Juan smiled. ‘As I do,’ he said.

I had never seen Juan wear any habit at all. I said as much, and they both laughed.

‘Donats,’ they said together, and then Juan returned to his usual silence. Fra Peter nodded. ‘Young men of noble birth pay a large sum to the order to be trained. They owe some service later, and are called ‘Donats’. In battle, they wear a red habit.’

I sighed. ‘I have no money,’ I said.

‘Ah,’ said Sir Thomas. ‘I believe that in fact you have some thousands of gold ducats due you.’ He drank more wine. ‘Money you have from taking ransoms in battle.’ He swallowed. ‘Better, at least, than money looted from peasants paying
patis
to keep their daughters from being raped.’

‘I have never raped,’ I said hotly.

He nodded. ‘Father Pierre Thomas would say that every woman you took, because she had no other choice, was rape.’ He sighed. ‘Father Pierre Thomas is a saint, and I am not. So I’ll confine myself to the reality of the man-at-arms. Few women can protect themelves. Will you protect them?’

‘I will,’ I said.

He nodded. ‘Have some more wine,’ he said.
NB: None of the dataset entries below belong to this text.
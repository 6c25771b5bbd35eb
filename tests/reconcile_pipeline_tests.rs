//! End-to-end reconciliation tests against an in-memory SQLite store.

use std::sync::Arc;

use serde_json::{json, Value};
use sqlx::Row;

use catalog_sync::application::{normalize_batch, CatalogReconciler};
use catalog_sync::domain::repositories::{CatalogRepository, CheckpointRepository};
use catalog_sync::domain::sync::ReconcileSummary;
use catalog_sync::infrastructure::{DatabaseConnection, SqliteCatalogRepository};

async fn setup() -> (Arc<SqliteCatalogRepository>, CatalogReconciler) {
    let db = DatabaseConnection::new("sqlite::memory:")
        .await
        .expect("in-memory database");
    db.migrate().await.expect("migrations");
    let repo = Arc::new(SqliteCatalogRepository::new(db.pool().clone()));
    let reconciler = CatalogReconciler::new(repo.clone() as Arc<dyn CatalogRepository>);
    (repo, reconciler)
}

async fn reconcile_items(reconciler: &CatalogReconciler, items: &[Value]) -> ReconcileSummary {
    let (records, _) = normalize_batch(items);
    reconciler.reconcile(records).await
}

fn two_shirts() -> Vec<Value> {
    vec![
        json!({"id": 1, "name": "Shirt (Blue)", "sku": "S1", "sellprice": "100", "stock": "5"}),
        json!({"id": 2, "name": "Shirt (Red)", "sku": "S2", "sellprice": "110", "stock": "0"}),
    ]
}

#[tokio::test]
async fn two_raw_items_become_one_product_with_two_variants() {
    let (repo, reconciler) = setup().await;

    let summary = reconcile_items(&reconciler, &two_shirts()).await;
    assert_eq!(summary.products_touched, 1);
    assert_eq!(summary.products_failed, 0);
    assert_eq!(summary.variants_upserted, 2);

    let product = repo.product_by_slug("shirt").await.unwrap().expect("product");
    assert_eq!(product.name, "Shirt");

    let variants = repo.variants_for_product(product.id).await.unwrap();
    assert_eq!(variants.len(), 2);

    let blue = variants.iter().find(|v| v.vendor_item_id == 1).unwrap();
    assert_eq!(blue.name, "Blue");
    assert_eq!(blue.price, 100.0);
    assert_eq!(blue.stock, 5);

    let red = variants.iter().find(|v| v.vendor_item_id == 2).unwrap();
    assert_eq!(red.name, "Red");
    assert_eq!(red.price, 110.0);
    assert_eq!(red.stock, 0);

    // The attributes column carries the variant label.
    let row = sqlx::query("SELECT attributes FROM product_variants WHERE vendor_item_id = 1")
        .fetch_one(repo.pool())
        .await
        .unwrap();
    let attributes: String = row.get("attributes");
    assert_eq!(attributes, r#"{"variant":"Blue"}"#);
}

#[tokio::test]
async fn reconcile_is_idempotent() {
    let (repo, reconciler) = setup().await;

    let items = vec![
        json!({
            "id": 1, "name": "Shirt (Blue)", "sku": "S1",
            "imageList": ["a.jpg", "b.jpg"], "imagepath": "thumb.jpg"
        }),
        json!({"id": 2, "name": "Shirt (Red)", "sku": "S2"}),
    ];

    let first = reconcile_items(&reconciler, &items).await;
    assert_eq!(first.images_added, 2);

    let second = reconcile_items(&reconciler, &items).await;
    assert_eq!(second.products_touched, 1);
    assert_eq!(second.variants_upserted, 2);
    assert_eq!(second.variants_pruned, 0);
    // Zero image churn on the second identical run.
    assert_eq!(second.images_added, 0);
    assert_eq!(second.images_removed, 0);

    let product = repo.product_by_slug("shirt").await.unwrap().unwrap();
    assert_eq!(repo.variants_for_product(product.id).await.unwrap().len(), 2);
}

#[tokio::test]
async fn stale_variant_is_pruned_on_next_run() {
    let (repo, reconciler) = setup().await;

    reconcile_items(&reconciler, &two_shirts()).await;

    // Run N+1: item 2 disappeared from the vendor payload.
    let summary = reconcile_items(
        &reconciler,
        &[json!({"id": 1, "name": "Shirt (Blue)", "sku": "S1", "sellprice": "100", "stock": "5"})],
    )
    .await;
    assert_eq!(summary.variants_pruned, 1);

    let product = repo.product_by_slug("shirt").await.unwrap().unwrap();
    let variants = repo.variants_for_product(product.id).await.unwrap();
    assert_eq!(variants.len(), 1);
    assert_eq!(variants[0].vendor_item_id, 1);
}

#[tokio::test]
async fn image_set_converges_on_incoming_payload() {
    let (repo, reconciler) = setup().await;

    reconcile_items(
        &reconciler,
        &[json!({"id": 1, "name": "Mug", "imageList": ["a.jpg", "b.jpg", "c.jpg"]})],
    )
    .await;

    let product = repo.product_by_slug("mug").await.unwrap().unwrap();
    let variant_id = repo.variants_for_product(product.id).await.unwrap()[0].id;
    assert_eq!(
        repo.gallery_urls(variant_id).await.unwrap(),
        vec!["a.jpg", "b.jpg", "c.jpg"]
    );

    // b dropped, d added; a and c keep their rows.
    let summary = reconcile_items(
        &reconciler,
        &[json!({"id": 1, "name": "Mug", "imageList": ["a.jpg", "c.jpg", "d.jpg"]})],
    )
    .await;
    assert_eq!(summary.images_added, 1);
    assert_eq!(summary.images_removed, 1);

    let urls = repo.gallery_urls(variant_id).await.unwrap();
    assert_eq!(urls.len(), 3);
    assert!(urls.contains(&"a.jpg".to_string()));
    assert!(urls.contains(&"c.jpg".to_string()));
    assert!(urls.contains(&"d.jpg".to_string()));

    // Empty incoming removes everything.
    let summary = reconcile_items(&reconciler, &[json!({"id": 1, "name": "Mug"})]).await;
    assert_eq!(summary.images_removed, 3);
    assert!(repo.gallery_urls(variant_id).await.unwrap().is_empty());
}

#[tokio::test]
async fn description_is_write_once_from_vendor() {
    let (repo, reconciler) = setup().await;

    reconcile_items(
        &reconciler,
        &[json!({"id": 1, "name": "Mug", "description": "first description"})],
    )
    .await;

    let summary = reconcile_items(
        &reconciler,
        &[json!({"id": 1, "name": "Mug", "description": "vendor rewrote this"})],
    )
    .await;
    assert_eq!(summary.products_failed, 0);

    let product = repo.product_by_slug("mug").await.unwrap().unwrap();
    assert_eq!(product.description.as_deref(), Some("first description"));
    // full_description is never populated by sync.
    assert!(product.full_description.is_none());
}

#[tokio::test]
async fn cms_edited_description_survives_sync() {
    let (repo, reconciler) = setup().await;

    reconcile_items(&reconciler, &[json!({"id": 1, "name": "Mug"})]).await;

    // Back-office edit between runs.
    sqlx::query("UPDATE products SET description = 'hand-written copy' WHERE slug = 'mug'")
        .execute(repo.pool())
        .await
        .unwrap();

    reconcile_items(
        &reconciler,
        &[json!({"id": 1, "name": "Mug", "description": "vendor copy"})],
    )
    .await;

    let product = repo.product_by_slug("mug").await.unwrap().unwrap();
    assert_eq!(product.description.as_deref(), Some("hand-written copy"));
}

#[tokio::test]
async fn thumbnail_only_fills_when_unset() {
    let (repo, reconciler) = setup().await;

    reconcile_items(&reconciler, &[json!({"id": 1, "name": "Mug", "imagepath": "v1.jpg"})]).await;
    reconcile_items(&reconciler, &[json!({"id": 1, "name": "Mug", "imagepath": "v2.jpg"})]).await;

    let product = repo.product_by_slug("mug").await.unwrap().unwrap();
    assert_eq!(product.thumbnail_url.as_deref(), Some("v1.jpg"));
}

#[tokio::test]
async fn category_hierarchy_is_upserted_and_product_linked() {
    let (repo, reconciler) = setup().await;

    reconcile_items(
        &reconciler,
        &[json!({
            "id": 1, "name": "Shirt",
            "categoryid": 5, "category": "Apparel",
            "subCategoryId": 7, "subCategory": "Tops"
        })],
    )
    .await;

    let root = sqlx::query("SELECT id, parent_id FROM categories WHERE slug = 'apparel-5'")
        .fetch_one(repo.pool())
        .await
        .unwrap();
    assert!(root.get::<Option<i64>, _>("parent_id").is_none());

    let sub = sqlx::query("SELECT parent_id FROM categories WHERE slug = 'tops-7'")
        .fetch_one(repo.pool())
        .await
        .unwrap();
    assert_eq!(sub.get::<Option<i64>, _>("parent_id"), Some(root.get::<i64, _>("id")));

    // Product is linked to the leaf (subcategory).
    let product = repo.product_by_slug("shirt").await.unwrap().unwrap();
    let link = sqlx::query("SELECT category_id FROM product_categories WHERE product_id = ?")
        .bind(product.id)
        .fetch_one(repo.pool())
        .await
        .unwrap();
    let sub_id: i64 =
        sqlx::query("SELECT id FROM categories WHERE slug = 'tops-7'")
            .fetch_one(repo.pool())
            .await
            .unwrap()
            .get("id");
    assert_eq!(link.get::<i64, _>("category_id"), sub_id);
}

#[tokio::test]
async fn product_is_relinked_when_vendor_category_changes() {
    let (repo, reconciler) = setup().await;

    reconcile_items(
        &reconciler,
        &[json!({"id": 1, "name": "Shirt", "categoryid": 5, "category": "Apparel"})],
    )
    .await;
    reconcile_items(
        &reconciler,
        &[json!({"id": 1, "name": "Shirt", "categoryid": 9, "category": "Clearance"})],
    )
    .await;

    let product = repo.product_by_slug("shirt").await.unwrap().unwrap();
    let links = sqlx::query("SELECT category_id FROM product_categories WHERE product_id = ?")
        .bind(product.id)
        .fetch_all(repo.pool())
        .await
        .unwrap();
    assert_eq!(links.len(), 1, "stale category link must be removed");

    let current: i64 = sqlx::query("SELECT id FROM categories WHERE slug = 'clearance-9'")
        .fetch_one(repo.pool())
        .await
        .unwrap()
        .get("id");
    assert_eq!(links[0].get::<i64, _>("category_id"), current);
}

#[tokio::test]
async fn uncategorized_item_leaves_product_unlinked() {
    let (repo, reconciler) = setup().await;

    let summary = reconcile_items(&reconciler, &[json!({"id": 1, "name": "Mug"})]).await;
    assert_eq!(summary.products_failed, 0);

    let product = repo.product_by_slug("mug").await.unwrap().unwrap();
    let links = sqlx::query("SELECT category_id FROM product_categories WHERE product_id = ?")
        .bind(product.id)
        .fetch_all(repo.pool())
        .await
        .unwrap();
    assert!(links.is_empty());
}

#[tokio::test]
async fn malformed_items_are_skipped_without_aborting_the_batch() {
    let (repo, reconciler) = setup().await;

    let items = vec![json!({}), json!({"id": 1, "name": "Mug"}), json!(null)];
    let (records, skips) = normalize_batch(&items);
    assert_eq!(skips.total(), 2);

    let summary = reconciler.reconcile(records).await;
    assert_eq!(summary.products_touched, 1);
    assert!(repo.product_by_slug("mug").await.unwrap().is_some());
}

#[tokio::test]
async fn checkpoint_round_trip() {
    let (repo, _) = setup().await;

    assert!(repo.last_sync("vendor").await.unwrap().is_none());

    let first = chrono::Utc::now();
    repo.record_success("vendor", first).await.unwrap();
    let read = repo.last_sync("vendor").await.unwrap().unwrap();
    assert_eq!(read.timestamp_millis(), first.timestamp_millis());

    // Overwrites, one row per source.
    let later = first + chrono::Duration::minutes(5);
    repo.record_success("vendor", later).await.unwrap();
    let read = repo.last_sync("vendor").await.unwrap().unwrap();
    assert_eq!(read.timestamp_millis(), later.timestamp_millis());

    assert!(repo.last_sync("other").await.unwrap().is_none());
}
The next day we reached Avignon. I’m a Londoner, and to me, London defines what a city should be, but Avignon was a fine city. A little hag-ridden with priests, I confess, and more whores than all of Southwark ten times over, which says something about the state of the church, no doubt, but they were pretty and well-paid, and the churchmen were, for the most part, well-educated and clean. The palaces were magnificent, and the streets were well laid out, narrow but comparatively clean. There were influences that I learned later were Arab or Saracen – for instance, some of the streets had trees trained to run up the shop walls and cover the street from rain or sun.

You could buy anything in Avignon: a beautiful woman, a fine musical instrument, magnificent armour, a horse, the death of a cardinal. You could buy most of those things in London, but they were more expensive and harder to find.

My new-found Christian idealism received some near-mortal wounds. In Avignon, you could sit in a tavern drinking fine wine and watch a monk fondle a child too young to be in school while a priest and a nun embraced in a closed booth. Discussions of philosophy and theology could result in daggers drawn – and used. The Cardinals plotted for power and exercised what they had with a naked purpose that was at least more discreet among merchants and nobles in London and Paris.

That said, though, the new Pope, Urban V, was widely reputed to be the best man to hold the throne of St Peter in two generations, and he was advocating crusade on the one hand and church-wide reform on the other.

We were a week in Avignon before Father Pierre Thomas received an audience. To my shock, I was taken along – clean and clothed decently, in well-tailored dull-red hose and a matching cote with a short brown gown. There were apprentices in London who dressed better, but it was a world with a certain reversal of worldly fashion, and my clothes carefully proclaimed my status as a man-at-arms bound to a churchman. I had neither sword nor dagger. I missed de Charny’s dagger. Its loss was more real to me than the loss of armour. Like Emile’s favour, it had always been the physical embodiment of my chivalric desire.